There are quite a few families who would love to have their kids get a decent education. Unfortunately they are at the mercy of the bums who are aided by the race pimps who curry favor with the local dems pols and/or the education industry. Most of them are not able to home school either from a financial or ability standpoint.
My personal experience was I attended church grammer school and public high school. Neither school had “junk” or “fad” courses. Close to 90% of my high school class in 63 went on to college. Granted it was a different era. Sending my child to such a high school I would not consider wrong and frankly resent the inference that doing so was wrong for my family who was not well off or able to provide as decent an education to the one I received. As I said, I don’t have children so I have no dog in the home school/private/public school arena. However, I do believe one gets their moral and ethical foundation at home and should also have their foundation ABCs by the time they attend schooling.
At the time, it wasn’t wrong for your family to send their kids to public school, because they were still decent then.
Now, they’re nothing but indoctrination centers with the goal of an Orwellian society.
People who think that way, have low responsibility, and have chosen to be victims.
When our kids were still pre-school age, my wife and I were both wage slaves, and felt we had no option but to send our kids to public school when the time came. When the job I'd held for nearly a decade disappeared one day, I realized that the only security I had, was in myself. It was at that point that I decided to start my own business.
The first year was tough, but we made it to year two intact. The second year was nothing but asses and elbows, trying to get it 'right'. By year three, we really knew what we were doing, and began climbing in the local business community.
By the time our eldest was ready to start kindergarten, we were in a position to choose home schooling rather than public school. After giving the local kindergarten a try for some months, we saw that it was everything we feared it might be, and took our boy out.

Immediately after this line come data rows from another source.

//! Event subscription multiplexer.
//!
//! One driver task owns the WebSocket. It writes JSON-RPC requests, routes
//! replies to waiting callers and fans each pushed event out to every
//! listener of its channel. A channel holds a single node-side subscription
//! no matter how many listeners it has; listeners each get their own
//! unbounded queue, so a slow listener never holds back another.

use std::collections::HashMap;
use std::pin::Pin;
use std::sync::atomic::{AtomicBool, Ordering};
use std::sync::Arc;
use std::task::{Context, Poll};

use futures::{SinkExt, Stream, StreamExt};
use serde::Deserialize;
use serde_json::{json, Value};
use tokio::net::TcpStream;
use tokio::sync::{mpsc, oneshot, watch};
use tokio_tungstenite::tungstenite::Message;
use tokio_tungstenite::{MaybeTlsStream, WebSocketStream};
use tokio_util::sync::CancellationToken;
use tracing::{debug, error, trace, warn};

use crate::error::TransportError;
use crate::event::{decode_event, ChainEvent};
use crate::types::{Channel, ConnectionState, SubscriptionStatus};

pub(crate) type WsStream = WebSocketStream<MaybeTlsStream<TcpStream>>;

type Reply = oneshot::Sender<Result<Value, TransportError>>;

/// Requests from connection and subscription handles to the driver.
pub(crate) enum Command {
    Request {
        method: &'static str,
        params: Value,
        reply: Reply,
    },
    Subscribe {
        channel: Channel,
        listener: Listener,
        reply: oneshot::Sender<()>,
    },
    Unsubscribe {
        channel: Channel,
        id: u64,
    },
    Close,
}

pub(crate) struct Listener {
    pub(crate) id: u64,
    pub(crate) events: mpsc::UnboundedSender<ChainEvent>,
    pub(crate) torn_down: Arc<AtomicBool>,
}

impl Listener {
    fn tear_down(self) {
        self.torn_down.store(true, Ordering::SeqCst);
    }
}

struct ChannelState {
    rpc_id: u64,
    listeners: Vec<Listener>,
}

#[derive(Deserialize)]
struct RpcFrame {
    #[serde(default)]
    id: Value,
    #[serde(default)]
    result: Option<Value>,
    #[serde(default)]
    error: Option<RpcErrorObject>,
}

#[derive(Deserialize)]
struct RpcErrorObject {
    #[serde(default)]
    code: i64,
    #[serde(default)]
    message: String,
    #[serde(default)]
    data: Option<String>,
}

impl From<RpcErrorObject> for TransportError {
    fn from(e: RpcErrorObject) -> Self {
        let message = match e.data {
            Some(data) if !data.is_empty() => format!("{}: {}", e.message, data),
            _ => e.message,
        };
        TransportError::Rpc {
            code: e.code,
            message,
        }
    }
}

pub(crate) struct Driver {
    ws: WsStream,
    commands: mpsc::UnboundedReceiver<Command>,
    shutdown: CancellationToken,
    state: Arc<watch::Sender<ConnectionState>>,
    next_id: u64,
    pending: HashMap<u64, Reply>,
    channels: HashMap<Channel, ChannelState>,
}

impl Driver {
    pub(crate) fn new(
        ws: WsStream,
        commands: mpsc::UnboundedReceiver<Command>,
        shutdown: CancellationToken,
        state: Arc<watch::Sender<ConnectionState>>,
    ) -> Self {
        Self {
            ws,
            commands,
            shutdown,
            state,
            next_id: 0,
            pending: HashMap::new(),
            channels: HashMap::new(),
        }
    }

    /// Run until closed or until the transport fails.
    pub(crate) async fn run(mut self) {
        let failure = loop {
            tokio::select! {
                _ = self.shutdown.cancelled() => break None,
                cmd = self.commands.recv() => match cmd {
                    Some(Command::Close) | None => break None,
                    Some(cmd) => {
                        if let Err(e) = self.handle_command(cmd).await {
                            break Some(e);
                        }
                    }
                },
                frame = self.ws.next() => match frame {
                    Some(Ok(msg)) => {
                        if let Err(e) = self.handle_frame(msg).await {
                            break Some(e);
                        }
                    }
                    Some(Err(e)) => break Some(e.into()),
                    None => break Some(TransportError::Closed),
                },
            }
        };

        match failure {
            Some(e) => {
                error!(error = %e, "node connection lost");
                self.tear_down_all(&e);
            }
            None => {
                let _ = self.ws.close(None).await;
                debug!("node connection closed");
                self.tear_down_all(&TransportError::Closed);
            }
        }

        for (_, reply) in self.pending.drain() {
            let _ = reply.send(Err(TransportError::Closed));
        }
        self.state.send_if_modified(|s| {
            if *s == ConnectionState::Connected {
                *s = ConnectionState::Disconnected;
                true
            } else {
                false
            }
        });
    }

    async fn handle_command(&mut self, cmd: Command) -> Result<(), TransportError> {
        match cmd {
            Command::Request {
                method,
                params,
                reply,
            } => {
                let id = self.allocate_id();
                self.pending.insert(id, reply);
                self.send_rpc(id, method, params).await?;
            }
            Command::Subscribe {
                channel,
                listener,
                reply,
            } => {
                if let Some(state) = self.channels.get_mut(&channel) {
                    state.listeners.push(listener);
                } else {
                    let id = self.allocate_id();
                    self.channels.insert(
                        channel,
                        ChannelState {
                            rpc_id: id,
                            listeners: vec![listener],
                        },
                    );
                    self.send_rpc(id, "subscribe", json!({ "query": channel.query() }))
                        .await?;
                    debug!(%channel, rpc_id = id, "subscribed");
                }
                let _ = reply.send(());
            }
            Command::Unsubscribe { channel, id } => {
                if let Some(state) = self.channels.get_mut(&channel) {
                    state.listeners.retain(|l| l.id != id);
                }
                self.release_if_idle(channel).await?;
            }
            Command::Close => {}
        }
        Ok(())
    }

    async fn handle_frame(&mut self, msg: Message) -> Result<(), TransportError> {
        match msg {
            Message::Text(text) => self.handle_text(&text).await,
            Message::Close(frame) => {
                debug!(?frame, "node sent close frame");
                Err(TransportError::Closed)
            }
            _ => Ok(()),
        }
    }

    async fn handle_text(&mut self, text: &str) -> Result<(), TransportError> {
        let frame: RpcFrame = match serde_json::from_str(text) {
            Ok(frame) => frame,
            Err(e) => {
                warn!(error = %e, "ignoring malformed frame");
                return Ok(());
            }
        };
        let Some(id) = frame.id.as_u64() else {
            trace!("ignoring frame without numeric id");
            return Ok(());
        };

        if let Some(reply) = self.pending.remove(&id) {
            let outcome = match frame.error {
                Some(err) => Err(err.into()),
                None => Ok(frame.result.unwrap_or(Value::Null)),
            };
            let _ = reply.send(outcome);
            return Ok(());
        }

        let Some(channel) = self.channel_for(id) else {
            trace!(id, "ignoring frame for unknown id");
            return Ok(());
        };

        if let Some(err) = frame.error {
            self.tear_down(channel, &err.into());
            return Ok(());
        }

        let Some(result) = frame.result else {
            return Ok(());
        };
        match decode_event(&result) {
            Ok(Some(event)) if event.channel() == channel => self.dispatch(channel, event).await?,
            Ok(Some(event)) => {
                warn!(%channel, got = %event.channel(), "event on unexpected channel")
            }
            Ok(None) => trace!(%channel, "subscription acknowledged"),
            Err(e) => warn!(%channel, error = %e, "skipping undecodable event"),
        }
        Ok(())
    }

    /// Deliver an event to every listener of a channel, in arrival order.
    async fn dispatch(&mut self, channel: Channel, event: ChainEvent) -> Result<(), TransportError> {
        if let Some(state) = self.channels.get_mut(&channel) {
            state.listeners.retain(|l| {
                !l.torn_down.load(Ordering::SeqCst) && l.events.send(event.clone()).is_ok()
            });
        }
        self.release_if_idle(channel).await
    }

    /// Drop the node-side subscription once a channel has no listeners.
    async fn release_if_idle(&mut self, channel: Channel) -> Result<(), TransportError> {
        let idle = self
            .channels
            .get(&channel)
            .is_some_and(|s| s.listeners.is_empty());
        if !idle {
            return Ok(());
        }
        self.channels.remove(&channel);
        let id = self.allocate_id();
        debug!(%channel, "last listener left, unsubscribing");
        self.send_rpc(id, "unsubscribe", json!({ "query": channel.query() }))
            .await
    }

    /// Tear down every listener of one channel after a channel-scoped error.
    fn tear_down(&mut self, channel: Channel, reason: &TransportError) {
        if let Some(state) = self.channels.remove(&channel) {
            error!(
                %channel,
                listeners = state.listeners.len(),
                error = %reason,
                "subscription channel torn down"
            );
            state.listeners.into_iter().for_each(Listener::tear_down);
        }
    }

    fn tear_down_all(&mut self, reason: &TransportError) {
        let channels: Vec<Channel> = self.channels.keys().copied().collect();
        for channel in channels {
            self.tear_down(channel, reason);
        }
    }

    fn channel_for(&self, rpc_id: u64) -> Option<Channel> {
        self.channels
            .iter()
            .find(|(_, s)| s.rpc_id == rpc_id)
            .map(|(c, _)| *c)
    }

    fn allocate_id(&mut self) -> u64 {
        let id = self.next_id;
        self.next_id += 1;
        id
    }

    async fn send_rpc(&mut self, id: u64, method: &str, params: Value) -> Result<(), TransportError> {
        let body = serde_json::to_string(&json!({
            "jsonrpc": "2.0",
            "id": id,
            "method": method,
            "params": params,
        }))?;
        self.ws.send(Message::Text(body.into())).await?;
        Ok(())
    }
}

/// Control side of a subscription; cheap to clone.
#[derive(Debug, Clone)]
pub struct SubscriptionHandle {
    id: u64,
    channel: Channel,
    torn_down: Arc<AtomicBool>,
    commands: mpsc::UnboundedSender<Command>,
}

impl SubscriptionHandle {
    pub(crate) fn new(
        id: u64,
        channel: Channel,
        torn_down: Arc<AtomicBool>,
        commands: mpsc::UnboundedSender<Command>,
    ) -> Self {
        Self {
            id,
            channel,
            torn_down,
            commands,
        }
    }

    /// The channel this subscription listens on.
    pub fn channel(&self) -> Channel {
        self.channel
    }

    /// Current status.
    pub fn status(&self) -> SubscriptionStatus {
        if self.torn_down.load(Ordering::SeqCst) {
            SubscriptionStatus::TornDown
        } else {
            SubscriptionStatus::Active
        }
    }

    /// Stop receiving events. Calling this more than once has no effect.
    pub fn unsubscribe(&self) {
        if !self.torn_down.swap(true, Ordering::SeqCst) {
            let _ = self.commands.send(Command::Unsubscribe {
                channel: self.channel,
                id: self.id,
            });
        }
    }
}

impl std::fmt::Debug for Command {
    fn fmt(&self, f: &mut std::fmt::Formatter<'_>) -> std::fmt::Result {
        match self {
            Self::Request { method, .. } => write!(f, "Request({method})"),
            Self::Subscribe { channel, .. } => write!(f, "Subscribe({channel})"),
            Self::Unsubscribe { channel, id } => write!(f, "Unsubscribe({channel}, {id})"),
            Self::Close => f.write_str("Close"),
        }
    }
}

/// A live, ordered sequence of events from one channel.
///
/// Ends when the subscription is torn down, either by [`unsubscribe`] or by
/// a transport error. Events queued before the teardown are still yielded.
/// Dropping the subscription unsubscribes it.
///
/// [`unsubscribe`]: SubscriptionHandle::unsubscribe
#[derive(Debug)]
pub struct Subscription {
    handle: SubscriptionHandle,
    events: mpsc::UnboundedReceiver<ChainEvent>,
}

impl Subscription {
    pub(crate) fn new(handle: SubscriptionHandle, events: mpsc::UnboundedReceiver<ChainEvent>) -> Self {
        Self { handle, events }
    }

    /// A handle that can unsubscribe or inspect this subscription.
    pub fn handle(&self) -> SubscriptionHandle {
        self.handle.clone()
    }

    /// The channel this subscription listens on.
    pub fn channel(&self) -> Channel {
        self.handle.channel
    }

    /// Current status.
    pub fn status(&self) -> SubscriptionStatus {
        self.handle.status()
    }

    /// Stop receiving events. Calling this more than once has no effect.
    pub fn unsubscribe(&self) {
        self.handle.unsubscribe();
    }
}

impl Stream for Subscription {
    type Item = ChainEvent;

    fn poll_next(mut self: Pin<&mut Self>, cx: &mut Context<'_>) -> Poll<Option<ChainEvent>> {
        self.events.poll_recv(cx)
    }
}

impl Drop for Subscription {
    fn drop(&mut self) {
        self.handle.unsubscribe();
    }
}
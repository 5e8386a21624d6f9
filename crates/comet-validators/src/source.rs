//! Where validator listings and metrics come from.

use std::future::Future;

use comet_gateway::{GatewayClient, ValidatorPage};

/// Queries the aggregator needs. Every method resolves `None` when the value
/// is unavailable; none of them fail.
pub trait ValidatorSource: Send + Sync {
    /// One page of the validator set.
    fn validators(
        &self,
        page: u32,
        per_page: u32,
    ) -> impl Future<Output = Option<ValidatorPage>> + Send;

    /// Latest committed height, the upper bound of the uptime range.
    fn latest_height(&self) -> impl Future<Output = Option<u64>> + Send;

    /// Fraction of blocks in `[start, end]` the validator signed.
    fn uptime(&self, address: &str, start: u64, end: u64)
        -> impl Future<Output = Option<f64>> + Send;

    /// Number of commit signatures recorded for the validator.
    fn commit_signatures(&self, address: &str) -> impl Future<Output = Option<u64>> + Send;
}

impl ValidatorSource for GatewayClient {
    fn validators(
        &self,
        page: u32,
        per_page: u32,
    ) -> impl Future<Output = Option<ValidatorPage>> + Send {
        GatewayClient::validators(self, page, per_page)
    }

    fn latest_height(&self) -> impl Future<Output = Option<u64>> + Send {
        GatewayClient::latest_height(self)
    }

    fn uptime(
        &self,
        address: &str,
        start: u64,
        end: u64,
    ) -> impl Future<Output = Option<f64>> + Send {
        self.validator_uptime(address, start, end)
    }

    fn commit_signatures(&self, address: &str) -> impl Future<Output = Option<u64>> + Send {
        self.validator_commit_signatures(address)
    }
}
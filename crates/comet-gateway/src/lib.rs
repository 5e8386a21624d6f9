#![deny(missing_docs)]

//! # comet-gateway
//!
//! Stateless query gateway for a CometBFT chain: blocks and transactions
//! from the indexer API, the validator set from the RPC node, and
//! per-validator uptime and commit-signature metrics.
//!
//! Failures never propagate. Each query logs what went wrong and returns
//! `None`, which callers treat as a first-class "absent" value.
//!
//! # Example
//!
//! ```no_run
//! use comet_gateway::{GatewayClient, GatewayConfig};
//!
//! # async fn example() {
//! let client = GatewayClient::new(GatewayConfig {
//!     api_url: "https://indexer.example.com".to_string(),
//!     ..Default::default()
//! });
//!
//! if let Some(blocks) = client.recent_blocks(20).await {
//!     println!("newest height: {:?}", blocks.first().map(|b| b.height));
//! }
//! # }
//! ```

pub mod client;
pub mod error;
pub mod types;

#[cfg(test)]
mod tests;

pub use client::GatewayClient;
pub use error::{Endpoint, GatewayError};
pub use types::{BlockHeaderRaw, BlockRaw, GatewayConfig, TxHashRaw, TxRaw, ValidatorPage, ValidatorRaw};
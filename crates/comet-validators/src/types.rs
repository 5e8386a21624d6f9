//! Validator records and the published page view.

use comet_gateway::ValidatorRaw;

/// A metric that is fetched after the record itself.
#[derive(Debug, Clone, Copy, PartialEq, Default)]
pub enum Metric<T> {
    /// Fetch still in flight.
    #[default]
    Pending,
    /// Fetch succeeded.
    Loaded(T),
    /// Fetch failed or the value could not be requested.
    Failed,
}

impl<T> Metric<T> {
    /// Map a fetch result onto a settled metric.
    pub fn settle(value: Option<T>) -> Self {
        match value {
            Some(v) => Self::Loaded(v),
            None => Self::Failed,
        }
    }

    /// Whether the fetch has finished, successfully or not.
    pub fn is_settled(&self) -> bool {
        !matches!(self, Self::Pending)
    }

    /// The loaded value, if any.
    pub fn value(&self) -> Option<&T> {
        match self {
            Self::Loaded(v) => Some(v),
            _ => None,
        }
    }
}

/// One validator on the current page.
#[derive(Debug, Clone, PartialEq)]
pub struct ValidatorRecord {
    /// Validator address.
    pub address: String,
    /// Voting power.
    pub voting_power: u64,
    /// Commission rate as reported, `"0"` when absent.
    pub commission: String,
    /// Fraction of blocks signed over `[0, latest height]`.
    pub uptime: Metric<f64>,
    /// Commit signature count.
    pub commit_signatures: Metric<u64>,
}

impl ValidatorRecord {
    /// A record with the listing's fields filled in and metrics pending.
    pub fn skeleton(raw: ValidatorRaw) -> Self {
        Self {
            address: raw.address,
            voting_power: raw.voting_power,
            commission: raw.commission.unwrap_or_else(|| "0".to_string()),
            uptime: Metric::Pending,
            commit_signatures: Metric::Pending,
        }
    }

    /// Uptime as a percentage with two decimals, e.g. `"98.76"`.
    pub fn uptime_percent(&self) -> Option<String> {
        self.uptime.value().map(|u| format!("{:.2}", u * 100.0))
    }

    /// Whether both metrics have settled.
    pub fn is_settled(&self) -> bool {
        self.uptime.is_settled() && self.commit_signatures.is_settled()
    }
}

/// Progress of the current page load.
#[derive(Debug, Clone, Copy, PartialEq, Eq, Default)]
pub enum LoadStatus {
    /// Nothing requested yet.
    #[default]
    Idle,
    /// Listing or metrics still loading.
    Loading,
    /// Every metric on the page has settled.
    Loaded,
    /// The listing could not be fetched.
    Unavailable,
}

/// How a call to [`load_page`](crate::ValidatorAggregator::load_page) ended.
#[derive(Debug, Clone, Copy, PartialEq, Eq)]
pub enum LoadOutcome {
    /// Every metric settled and the page was marked loaded.
    Loaded,
    /// A newer load started first; nothing more was published.
    Superseded,
    /// The validator listing was unavailable.
    Unavailable,
}

/// What a consumer renders for the current page.
#[derive(Debug, Clone, PartialEq, Default)]
pub struct PageView {
    /// Load this view belongs to; bumped by every new load.
    pub generation: u64,
    /// Page number.
    pub page: u32,
    /// Page size.
    pub per_page: u32,
    /// Validators in the whole set, as reported by the listing.
    pub total: u64,
    /// Load progress.
    pub status: LoadStatus,
    /// Records in listing order.
    pub records: Vec<ValidatorRecord>,
}

impl PageView {
    pub(crate) fn loading(generation: u64, page: u32, per_page: u32) -> Self {
        Self {
            generation,
            page,
            per_page,
            status: LoadStatus::Loading,
            ..Default::default()
        }
    }

    /// Whether the page finished loading.
    pub fn is_loaded(&self) -> bool {
        self.status == LoadStatus::Loaded
    }
}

Point is, if your kids are important enough to you, you can move mountains to keep them safe. If my wife and I could do it, anyone can. It just takes intention, dedication, and problem solving.
I hear this so often, that one needs financial ability to homeschool. Sure wish I knew what it meant. I homeschooled mine on an income under $12k/year, and the results were superb.
In my opinion it is usually a matter of priorities. The money's there and the parents have other ways they'd rather spend it.